Congressional Republicans should stop calling their health-care bills a repeal of Obamacare. The House bill is not one — it keeps Obamacare’s regulatory heart — and the Senate bill is even less of one now that it has been amended to keep some of Obamacare’s most economically destructive tax increases. And because the bill is not a real repeal, people will face some combination of higher premiums, co-payments, and deductibles than they otherwise would. Moderate Republicans, who said for years that they wanted to repeal Obamacare but apparently never thought through what repeal would entail, are mostly to blame for these disappointing facts. Republicans have failed to make good on their promises.
But there are two further questions that conservatives should ask about the legislation. The first is whether the bill, disappointing as it is, represents a substantial improvement over the status quo. The second is whether modifying the bill in a House–Senate conference would be likely to yield better results than letting it die. In both cases, we think the answer is yes.
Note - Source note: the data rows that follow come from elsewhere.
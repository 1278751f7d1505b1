use std::fs;
use std::path::{Path, PathBuf};

use anyhow::Context;
use wortmeister_config::Config;

const PROFILE_FILE: &str = "config.json";

/// Profile file location inside a data directory
pub fn profile_path(data_dir: &Path) -> PathBuf {
    data_dir.join(PROFILE_FILE)
}

/// Environment config, overridden by `config.json` in the data directory if
/// present. `data_dir_override` (the `--data-dir` flag) wins over both.
pub fn load_config(data_dir_override: Option<&Path>) -> anyhow::Result<Config> {
    let mut config = Config::new();
    if let Some(dir) = data_dir_override {
        config.storage.data_dir = dir.to_path_buf();
    }

    let profile = profile_path(&config.storage.data_dir);
    if !profile.exists() {
        tracing::debug!("No profile at {}, using environment", profile.display());
        return Ok(config);
    }

    tracing::info!("Loading profile from {}", profile.display());
    let data = fs::read_to_string(&profile)
        .with_context(|| format!("Failed to read profile {}", profile.display()))?;
    let mut from_file: Config = serde_json::from_str(&data)
        .with_context(|| format!("Failed to parse profile {}", profile.display()))?;

    if let Some(dir) = data_dir_override {
        from_file.storage.data_dir = dir.to_path_buf();
    }

    Ok(from_file)
}
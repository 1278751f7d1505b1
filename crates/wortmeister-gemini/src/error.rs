use wortmeister_core::ExtractError;
use wortmeister_types::SchemaError;

#[derive(Debug, thiserror::Error)]
pub enum TransportError {
    #[error("Network error: {0}")]
    Network(#[source] reqwest::Error),

    #[error("HTTP {status}: {body}")]
    Status { status: u16, body: String },
}

#[derive(Debug, thiserror::Error)]
pub enum AnalysisError {
    #[error("Missing API key")]
    Config,

    #[error(transparent)]
    Transport(#[from] TransportError),

    #[error("Failed to decode response: {0}")]
    Decode(String),

    #[error("Invalid JSON format from model: {0}")]
    Parse(#[from] ExtractError),

    #[error("Unexpected analysis shape: {0}")]
    Schema(#[from] SchemaError),
}

/// Reasons a speech request produced no audio. Never leaves the speech client.
#[derive(Debug, thiserror::Error)]
pub enum SpeechError {
    #[error("Missing API key")]
    Config,

    #[error(transparent)]
    Transport(#[from] TransportError),

    #[error("Failed to decode response: {0}")]
    Decode(String),

    #[error("Invalid base64 audio: {0}")]
    Base64(#[from] base64::DecodeError),

    #[error("Empty audio payload")]
    Empty,
}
The bill cuts taxes, restrains spending, and — courtesy of the tireless efforts of Senators Ted Cruz and Mike Lee — modestly deregulates. It ends Obamacare’s obnoxious fines on people who go without health insurance. It would be likely to yield lower premiums than keeping Obamacare as it is — although supporters of the bill should be careful not to promise too much on this front. Its Medicaid reforms would control the growth of that program, give states a stronger incentive to police fraud and seek efficiency, equalize funding between Medicaid’s new beneficiaries and its poorer traditional ones, and provide some help for people who wish to move from Medicaid to private insurance. It could produce a larger individual insurance market by attracting a greater number of young, healthy people who voluntarily choose to enter it. The bill blocks federal funding for Planned Parenthood, the nation’s largest abortionist, and includes a provision to prevent taxpayer subsidies for abortion coverage.
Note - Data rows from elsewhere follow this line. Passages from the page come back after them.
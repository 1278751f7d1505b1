use std::sync::Arc;

use wortmeister_types::WordEntry;

use crate::storage::{KeyValueStorage, StorageError};

pub const HISTORY_KEY: &str = "german_history";
pub const XP_KEY: &str = "german_xp";

/// Maximum number of saved words
pub const HISTORY_LIMIT: usize = 50;
/// Points granted per successful analysis
pub const XP_PER_ANALYSIS: u64 = 10;

/// Recency-ordered, word-unique list of analyzed entries.
///
/// Sole owner of the `german_history` key: every mutation writes through.
pub struct HistoryStore {
    storage: Arc<dyn KeyValueStorage>,
    entries: Vec<WordEntry>,
}

impl HistoryStore {
    /// Load persisted history. Unreadable data starts an empty history.
    pub fn load(storage: Arc<dyn KeyValueStorage>) -> Result<Self, StorageError> {
        let entries = match storage.get(HISTORY_KEY)? {
            Some(raw) => match serde_json::from_str::<Vec<WordEntry>>(&raw) {
                Ok(mut entries) => {
                    entries.truncate(HISTORY_LIMIT);
                    entries
                }
                Err(e) => {
                    tracing::warn!("Discarding unreadable history: {}", e);
                    Vec::new()
                }
            },
            None => Vec::new(),
        };

        tracing::debug!("Loaded {} history entries", entries.len());
        Ok(Self { storage, entries })
    }

    pub fn get(&self) -> &[WordEntry] {
        &self.entries
    }

    pub fn len(&self) -> usize {
        self.entries.len()
    }

    pub fn is_empty(&self) -> bool {
        self.entries.is_empty()
    }

    /// Put `entry` at the front, dropping any entry with the same word and
    /// anything beyond the limit
    pub fn append(&mut self, entry: WordEntry) -> Result<(), StorageError> {
        self.entries.retain(|existing| existing.word != entry.word);
        self.entries.insert(0, entry);
        self.entries.truncate(HISTORY_LIMIT);
        self.persist()
    }

    /// Delete the entry for `word`. Returns false when nothing matched.
    pub fn remove(&mut self, word: &str) -> Result<bool, StorageError> {
        let before = self.entries.len();
        self.entries.retain(|existing| existing.word != word);

        if self.entries.len() == before {
            return Ok(false);
        }

        self.persist()?;
        Ok(true)
    }

    /// Entries whose word or translation contains `filter`, ignoring case
    pub fn search(&self, filter: &str) -> Vec<&WordEntry> {
        filter_entries(&self.entries, filter)
    }

    fn persist(&self) -> Result<(), StorageError> {
        let raw = serde_json::to_string(&self.entries)?;
        self.storage.set(HISTORY_KEY, &raw)
    }
}

/// Case-insensitive match on word or translation, order preserved
pub fn filter_entries<'a>(entries: &'a [WordEntry], filter: &str) -> Vec<&'a WordEntry> {
    let needle = filter.trim().to_lowercase();

    entries
        .iter()
        .filter(|entry| {
            needle.is_empty()
                || entry.word.to_lowercase().contains(&needle)
                || entry.translation.to_lowercase().contains(&needle)
        })
        .collect()
}

/// Experience points counter, sole owner of the `german_xp` key
pub struct ExperienceStore {
    storage: Arc<dyn KeyValueStorage>,
    points: u64,
}

impl ExperienceStore {
    pub fn load(storage: Arc<dyn KeyValueStorage>) -> Result<Self, StorageError> {
        let points = match storage.get(XP_KEY)? {
            Some(raw) => raw.trim().parse().unwrap_or_else(|e| {
                tracing::warn!("Resetting unreadable XP value {:?}: {}", raw, e);
                0
            }),
            None => 0,
        };

        Ok(Self { storage, points })
    }

    pub fn get(&self) -> u64 {
        self.points
    }

    /// Add points and persist. Returns the new total.
    pub fn add(&mut self, points: u64) -> Result<u64, StorageError> {
        self.points = self.points.saturating_add(points);
        self.storage.set(XP_KEY, &self.points.to_string())?;
        Ok(self.points)
    }
}

/// History and score together, as mutated by a successful analysis
pub struct LearnerStore {
    pub history: HistoryStore,
    pub experience: ExperienceStore,
}

impl LearnerStore {
    pub fn load(storage: Arc<dyn KeyValueStorage>) -> Result<Self, StorageError> {
        Ok(Self {
            history: HistoryStore::load(storage.clone())?,
            experience: ExperienceStore::load(storage)?,
        })
    }

    /// Save the entry and grant the analysis reward. Returns the new XP total.
    ///
    /// Both updates always apply in memory; the first failed write is
    /// reported.
    pub fn record_analysis(&mut self, entry: WordEntry) -> Result<u64, StorageError> {
        let saved = self.history.append(entry);
        let points = self.experience.add(XP_PER_ANALYSIS);
        saved?;
        points
    }
}

#[cfg(test)]
mod tests {
    use pretty_assertions::assert_eq;

    use super::*;
    use crate::storage::MemoryStorage;

    fn entry(word: &str) -> WordEntry {
        WordEntry {
            word: word.to_string(),
            translation: format!("{word}-en"),
            ..Default::default()
        }
    }

    fn words(store: &HistoryStore) -> Vec<&str> {
        store.get().iter().map(|e| e.word.as_str()).collect()
    }

    fn storage() -> Arc<dyn KeyValueStorage> {
        Arc::new(MemoryStorage::new())
    }

    /// Rejects writes to one key
    struct FailingKey(&'static str, MemoryStorage);

    impl KeyValueStorage for FailingKey {
        fn get(&self, key: &str) -> Result<Option<String>, StorageError> {
            self.1.get(key)
        }

        fn set(&self, key: &str, value: &str) -> Result<(), StorageError> {
            if key == self.0 {
                return Err(StorageError::InvalidKey(key.to_string()));
            }
            self.1.set(key, value)
        }
    }

    #[test]
    fn test_append_is_most_recent_first() {
        let mut store = HistoryStore::load(storage()).unwrap();
        store.append(entry("Haus")).unwrap();
        store.append(entry("Baum")).unwrap();

        assert_eq!(words(&store), vec!["Baum", "Haus"]);
    }

    #[test]
    fn test_append_existing_word_moves_to_front() {
        let mut store = HistoryStore::load(storage()).unwrap();
        store.append(entry("Haus")).unwrap();
        store.append(entry("Baum")).unwrap();

        let mut updated = entry("Haus");
        updated.translation = "home".to_string();
        store.append(updated).unwrap();

        assert_eq!(words(&store), vec!["Haus", "Baum"]);
        assert_eq!(store.get()[0].translation, "home");
    }

    #[test]
    fn test_dedup_is_case_sensitive() {
        let mut store = HistoryStore::load(storage()).unwrap();
        store.append(entry("Haus")).unwrap();
        store.append(entry("haus")).unwrap();

        assert_eq!(store.len(), 2);
    }

    #[test]
    fn test_51st_word_evicts_oldest() {
        let mut store = HistoryStore::load(storage()).unwrap();
        for i in 0..HISTORY_LIMIT {
            store.append(entry(&format!("Wort{i}"))).unwrap();
        }
        assert_eq!(store.len(), HISTORY_LIMIT);

        store.append(entry("Neu")).unwrap();

        assert_eq!(store.len(), HISTORY_LIMIT);
        assert_eq!(store.get()[0].word, "Neu");
        assert!(!store.get().iter().any(|e| e.word == "Wort0"));
        assert_eq!(store.get()[HISTORY_LIMIT - 1].word, "Wort1");
    }

    #[test]
    fn test_remove() {
        let storage = storage();
        let mut store = HistoryStore::load(storage.clone()).unwrap();
        store.append(entry("Haus")).unwrap();
        store.append(entry("Baum")).unwrap();

        assert!(store.remove("Haus").unwrap());
        assert!(!store.remove("Haus").unwrap());
        assert_eq!(words(&store), vec!["Baum"]);

        let reloaded = HistoryStore::load(storage).unwrap();
        assert_eq!(words(&reloaded), vec!["Baum"]);
    }

    #[test]
    fn test_history_survives_reload() {
        let storage = storage();
        {
            let mut store = HistoryStore::load(storage.clone()).unwrap();
            store.append(entry("Haus")).unwrap();
            store.append(entry("Maus")).unwrap();
        }

        let reloaded = HistoryStore::load(storage.clone()).unwrap();
        assert_eq!(words(&reloaded), vec!["Maus", "Haus"]);

        let raw = storage.get(HISTORY_KEY).unwrap().unwrap();
        assert!(raw.starts_with('['));
        assert!(raw.contains("\"partOfSpeech\""));
    }

    #[test]
    fn test_corrupt_history_loads_empty() {
        let storage = storage();
        storage.set(HISTORY_KEY, "not json").unwrap();

        let store = HistoryStore::load(storage).unwrap();
        assert!(store.is_empty());
    }

    #[test]
    fn test_oversized_history_is_truncated_on_load() {
        let storage = storage();
        let entries: Vec<WordEntry> = (0..60).map(|i| entry(&format!("W{i}"))).collect();
        storage
            .set(HISTORY_KEY, &serde_json::to_string(&entries).unwrap())
            .unwrap();

        let store = HistoryStore::load(storage).unwrap();
        assert_eq!(store.len(), HISTORY_LIMIT);
        assert_eq!(store.get()[0].word, "W0");
    }

    #[test]
    fn test_search_matches_word_or_translation() {
        let mut store = HistoryStore::load(storage()).unwrap();
        store.append(entry("Haus")).unwrap();
        store.append(entry("Baum")).unwrap();
        store.append(entry("Hund")).unwrap();

        let found: Vec<&str> = store.search("h").iter().map(|e| e.word.as_str()).collect();
        assert_eq!(found, vec!["Hund", "Haus"]);

        let found: Vec<&str> = store.search("BAUM-EN").iter().map(|e| e.word.as_str()).collect();
        assert_eq!(found, vec!["Baum"]);

        assert_eq!(store.search("").len(), 3);
    }

    #[test]
    fn test_experience_persists() {
        let storage = storage();
        let mut xp = ExperienceStore::load(storage.clone()).unwrap();
        assert_eq!(xp.get(), 0);
        assert_eq!(xp.add(XP_PER_ANALYSIS).unwrap(), 10);
        assert_eq!(xp.add(XP_PER_ANALYSIS).unwrap(), 20);

        assert_eq!(storage.get(XP_KEY).unwrap().as_deref(), Some("20"));
        assert_eq!(ExperienceStore::load(storage).unwrap().get(), 20);
    }

    #[test]
    fn test_unreadable_experience_loads_zero() {
        let storage = storage();
        storage.set(XP_KEY, "NaN").unwrap();
        assert_eq!(ExperienceStore::load(storage).unwrap().get(), 0);
    }

    #[test]
    fn test_record_analysis() {
        let mut learner = LearnerStore::load(storage()).unwrap();

        assert_eq!(learner.record_analysis(entry("Haus")).unwrap(), 10);
        assert_eq!(learner.record_analysis(entry("Haus")).unwrap(), 20);
        assert_eq!(learner.history.len(), 1);
    }

    #[test]
    fn test_failed_history_write_still_grants_xp() {
        let mut learner =
            LearnerStore::load(Arc::new(FailingKey(HISTORY_KEY, MemoryStorage::new()))).unwrap();

        assert!(learner.record_analysis(entry("Haus")).is_err());
        assert_eq!(learner.history.len(), 1);
        assert_eq!(learner.experience.get(), XP_PER_ANALYSIS);
    }
}
use std::sync::Arc;

use kanal::AsyncSender;
use wortmeister_types::{AppEvent, SpeechOutcome};

use crate::audio;
use crate::state::AppState;

pub fn spawn_speech(state: Arc<AppState>, text: String, app_to_ui_tx: AsyncSender<AppEvent>) {
    tokio::spawn(async move {
        let outcome = speak(&state, &text).await;

        if let Err(e) = app_to_ui_tx
            .send(AppEvent::SpeechFinished { text, outcome })
            .await
        {
            tracing::error!("Failed to report speech result: {}", e);
        }
    });
}

/// Model audio first, on-device synthesizer otherwise
pub async fn speak(state: &AppState, text: &str) -> SpeechOutcome {
    if let Some(clip) = state.speech.synthesize(text).await {
        match audio::play_clip(&state.config, &clip).await {
            Ok(path) => {
                tracing::debug!("Played {}", path.display());
                return SpeechOutcome::Played;
            }
            Err(e) => tracing::warn!("Audio playback failed: {:#}", e),
        }
    }

    match audio::speak_on_device(&state.config.audio, text).await {
        Ok(()) => SpeechOutcome::Fallback,
        Err(e) => {
            tracing::warn!("On-device speech failed: {:#}", e);
            SpeechOutcome::Unavailable
        }
    }
}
The current draft of the Senate bill should not be the last word. Republicans should restore as many of the tax cuts to the bill as possible. The bill should be more aggressive in helping those who wish to leave Medicaid. Pre-funded health savings accounts would allow them to pay the deductibles for catastrophic policies while also retaining incentives to control costs.
We would, however, recommend that conservative senators vote for the bill — and that all Republicans do a better job of defending it from the Left’s hysterical attacks. The bill would not “throw 22 million people off insurance,” the Congressional Budget Office has not said so, and Democrats and reporters who claim otherwise are telling untruths. The bulk of the CBO’s 22 million would voluntarily drop insurance if not threatened with fines. Obamacare hasn’t been shown to have saved any lives (mortality trends since its implementation are not especially encouraging), and there is little reason to expect a partial repeal of it to endanger any. Nothing in the bill requires any state to roll back eligibility for Medicaid. And so on.
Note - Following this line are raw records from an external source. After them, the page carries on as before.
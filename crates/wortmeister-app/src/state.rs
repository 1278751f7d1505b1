use std::sync::Arc;

use wortmeister_config::Config;
use wortmeister_gemini::{AnalysisClient, ReqwestTransport, SpeechClient, Transport};

pub struct AppState {
    pub config: Config,
    pub analysis: AnalysisClient,
    pub speech: SpeechClient,
}

impl AppState {
    pub fn new(config: Config) -> Self {
        Self::with_transport(config, Arc::new(ReqwestTransport::new()))
    }

    /// Both clients share one transport (and its connection pool)
    pub fn with_transport(config: Config, transport: Arc<dyn Transport>) -> Self {
        if config.gemini.api_key.is_none() {
            tracing::warn!("No GEMINI_API_KEY set: analysis will fail, speech falls back to on-device");
        }

        Self {
            analysis: AnalysisClient::with_transport(&config.gemini, transport.clone()),
            speech: SpeechClient::with_transport(&config.gemini, transport),
            config,
        }
    }
}
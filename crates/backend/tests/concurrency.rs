use backend::domain::a004_article::service;
use backend::shared::data::db::initialize_database;
use backend::system::initialization::ensure_catalog_seeded;
use contracts::domain::a004_article::{ArticleCreateDto, ArticleUpdateDto};

fn lamp(sku: &str) -> ArticleCreateDto {
    ArticleCreateDto {
        sku: sku.into(),
        name: "Lámpara".into(),
        brand: "Luz".into(),
        model: "L-1".into(),
        department_code: "1".into(),
        class_code: "12".into(),
        family_code: "122".into(),
        stock: 100,
        quantity: 1,
    }
}

fn restock(stock: i64) -> ArticleUpdateDto {
    ArticleUpdateDto {
        stock: Some(stock),
        ..Default::default()
    }
}

#[tokio::test(flavor = "multi_thread", worker_threads = 4)]
async fn concurrent_writers_on_file_database_all_succeed() {
    let dir = tempfile::tempdir().unwrap();
    let db = initialize_database(&dir.path().join("catalog.db"), false)
        .await
        .unwrap();
    ensure_catalog_seeded(&db, None).await.unwrap();
    service::create(&db, lamp("L00001")).await.unwrap();

    let mut tasks = Vec::new();
    for stock in [10, 20, 30, 40] {
        let db = db.clone();
        tasks.push(tokio::spawn(async move {
            service::update(&db, "L00001", restock(stock)).await
        }));
    }
    let mut written = Vec::new();
    for task in tasks {
        let updated = task.await.unwrap().unwrap();
        written.push(updated.stock);
    }

    // последняя запись побеждает
    let stored = service::get(&db, "L00001").await.unwrap();
    assert!(written.contains(&stored.stock));
}

#[tokio::test(flavor = "multi_thread", worker_threads = 4)]
async fn concurrent_creates_of_same_sku_yield_one_conflict() {
    let dir = tempfile::tempdir().unwrap();
    let db = initialize_database(&dir.path().join("catalog.db"), false)
        .await
        .unwrap();
    ensure_catalog_seeded(&db, None).await.unwrap();

    let first = tokio::spawn({
        let db = db.clone();
        async move { service::create(&db, lamp("L00002")).await }
    });
    let second = tokio::spawn({
        let db = db.clone();
        async move { service::create(&db, lamp("L00002")).await }
    });
    let results = [first.await.unwrap(), second.await.unwrap()];

    assert_eq!(results.iter().filter(|r| r.is_ok()).count(), 1);
    assert!(results.iter().any(|r| matches!(
        r,
        Err(backend::shared::errors::CatalogError::Duplicate(_))
    )));
}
Voting for a bill that has been so demonized and distorted would pose a political risk for senators — especially since so few conservatives are truly enthusiastic about the bill and since Republicans would become part-owners of a frequently maddening health-care status quo. But the alternatives look worse. Republicans would probably have to pass an insurance-company bailout to keep Obamacare’s exchanges going if they fail to pass this bill; and some measure of political responsibility for the health-care system is inevitable given Republicans’ control of Congress and the White House.
They could be using all that power more effectively to foster a functional health-insurance market with a more appropriately modest role for the federal government. But they are taking significant steps to advance that goal, and conservatives should accordingly support them.